#### The problem:
Retype all of the entries word for word.

#### Working data:
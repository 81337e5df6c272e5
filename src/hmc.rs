//! Hamiltonian Monte Carlo with an explicit leapfrog integrator.
//!
//! Momenta are resampled from a standard normal at every step, the
//! leapfrog scheme simulates the dynamics under the potential
//! `U = -logp` using the target's analytic gradient, and a Metropolis
//! test on the Hamiltonian error corrects the discretization bias.
//! Every integrator position is recorded so callers can draw the leap,
//! including for rejected proposals.

use num_traits::Float;
use rand::Rng;
use rand_distr::StandardNormal;

use crate::core::{metropolis_accept, KernelParams, Point, Proposal, TransitionKernel};
use crate::distributions::{GradientTarget, TargetDistribution};

/// Total energy of a phase-space point: potential `-logp` plus kinetic
/// `0.5 ‖p‖²`.
pub fn hamiltonian<T, D>(target: &D, position: &Point<T>, momentum: &Point<T>) -> T
where
    T: Float,
    D: TargetDistribution<T>,
{
    -target.unnorm_log_prob(position) + T::from(0.5).unwrap() * momentum.norm_sq()
}

/// Runs `n_steps` leapfrog updates of size `epsilon` from the given
/// phase-space point: a half-step momentum kick, alternating full
/// position and momentum updates, and a final half-step kick.
///
/// Returns the final position and momentum along with every intermediate
/// position (the start included), in integration order.
pub fn leapfrog<T, D>(
    target: &D,
    mut position: Point<T>,
    mut momentum: Point<T>,
    n_steps: usize,
    epsilon: T,
) -> (Point<T>, Point<T>, Vec<Point<T>>)
where
    T: Float,
    D: GradientTarget<T>,
{
    let half = T::from(0.5).unwrap();
    let mut path = Vec::with_capacity(n_steps + 1);
    path.push(position);

    let mut grad = target.grad_log_prob(&position);
    momentum = momentum + grad * (epsilon * half);
    for i in 0..n_steps {
        position = position + momentum * epsilon;
        path.push(position);
        grad = target.grad_log_prob(&position);
        let kick = if i + 1 == n_steps {
            epsilon * half
        } else {
            epsilon
        };
        momentum = momentum + grad * kick;
    }
    (position, momentum, path)
}

/// Hamiltonian Monte Carlo. Reads `leapfrog_steps` and `leapfrog_epsilon`
/// from the shared parameter set; requires a target with gradients.
#[derive(Debug, Clone, Copy, Default, PartialEq, Eq)]
pub struct HamiltonianMonteCarlo;

impl<T, D> TransitionKernel<T, D> for HamiltonianMonteCarlo
where
    T: Float,
    D: GradientTarget<T>,
    StandardNormal: rand_distr::Distribution<T>,
    rand_distr::Standard: rand_distr::Distribution<T>,
{
    fn step<R: Rng>(
        &self,
        current: &Point<T>,
        target: &D,
        params: &KernelParams<T>,
        rng: &mut R,
    ) -> Proposal<T> {
        let momentum = Point::new(rng.sample(StandardNormal), rng.sample(StandardNormal));
        let h_start = hamiltonian(target, current, &momentum);

        let (proposed, momentum_end, path) = leapfrog(
            target,
            *current,
            momentum,
            params.leapfrog_steps,
            params.leapfrog_epsilon,
        );
        let h_end = hamiltonian(target, &proposed, &momentum_end);

        // The trajectory is reported for rejected leaps too.
        if metropolis_accept(h_start - h_end, rng) {
            Proposal {
                point: proposed,
                accepted: true,
                path: Some(path),
            }
        } else {
            Proposal {
                point: *current,
                accepted: false,
                path: Some(path),
            }
        }
    }
}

#### Written response:
repository 81337e5df6c272e5
filename src/hmc.rs
//! Hamiltonian Monte Carlo with an explicit leapfrog integrator.
//!
//! Momenta are resampled from a standard normal at every step, the
//! leapfrog scheme simulates the dynamics under the potential
//! `U = -logp` using the target's analytic gradient, and a Metropolis
//! test on the Hamiltonian error corrects the discretization bias.
//! Every integrator position is recorded so callers can draw the leap,
//! including for rejected proposals.

use num_traits::Float;
use rand::Rng;
use rand_distr::StandardNormal;

use crate::core::{metropolis_accept, KernelParams, Point, Proposal, TransitionKernel};
use crate::distributions::{GradientTarget, TargetDistribution};

/// Total energy of a phase-space point: potential `-logp` plus kinetic
/// `0.5 ‖p‖²`.
pub fn hamiltonian<T, D>(target: &D, position: &Point<T>, momentum: &Point<T>) -> T
where
    T: Float,
    D: TargetDistribution<T>,
{
    -target.unnorm_log_prob(position) + T::from(0.5).unwrap() * momentum.norm_sq()
}

/// Runs `n_steps` leapfrog updates of size `epsilon` from the given
/// phase-space point: a half-step momentum kick, alternating full
/// position and momentum updates, and a final half-step kick.
///
/// Returns the final position and momentum along with every intermediate
/// position (the start included), in integration order.
pub fn leapfrog<T, D>(
    target: &D,
    mut position: Point<T>,
    mut momentum: Point<T>,
    n_steps: usize,
    epsilon: T,
) -> (Point<T>, Point<T>, Vec<Point<T>>)
where
    T: Float,
    D: GradientTarget<T>,
{
    let half = T::from(0.5).unwrap();
    let mut path = Vec::with_capacity(n_steps + 1);
    path.push(position);

    let mut grad = target.grad_log_prob(&position);
    momentum = momentum + grad * (epsilon * half);
    for i in 0..n_steps {
        position = position + momentum * epsilon;
        path.push(position);
        grad = target.grad_log_prob(&position);
        let kick = if i + 1 == n_steps {
            epsilon * half
        } else {
            epsilon
        };
        momentum = momentum + grad * kick;
    }
    (position, momentum, path)
}

/// Hamiltonian Monte Carlo. Reads `leapfrog_steps` and `leapfrog_epsilon`
/// from the shared parameter set; requires a target with gradients.
#[derive(Debug, Clone, Copy, Default, PartialEq, Eq)]
pub struct HamiltonianMonteCarlo;

impl<T, D> TransitionKernel<T, D> for HamiltonianMonteCarlo
where
    T: Float,
    D: GradientTarget<T>,
    StandardNormal: rand_distr::Distribution<T>,
    rand_distr::Standard: rand_distr::Distribution<T>,
{
    fn step<R: Rng>(
        &self,
        current: &Point<T>,
        target: &D,
        params: &KernelParams<T>,
        rng: &mut R,
    ) -> Proposal<T> {
        let momentum = Point::new(rng.sample(StandardNormal), rng.sample(StandardNormal));
        let h_start = hamiltonian(target, current, &momentum);

        let (proposed, momentum_end, path) = leapfrog(
            target,
            *current,
            momentum,
            params.leapfrog_steps,
            params.leapfrog_epsilon,
        );
        let h_end = hamiltonian(target, &proposed, &momentum_end);

        // The trajectory is reported for rejected leaps too.
        if metropolis_accept(h_start - h_end, rng) {
            Proposal {
                point: proposed,
                accepted: true,
                path: Some(path),
            }
        } else {
            Proposal {
                point: *current,
                accepted: false,
                path: Some(path),
            }
        }
    }
}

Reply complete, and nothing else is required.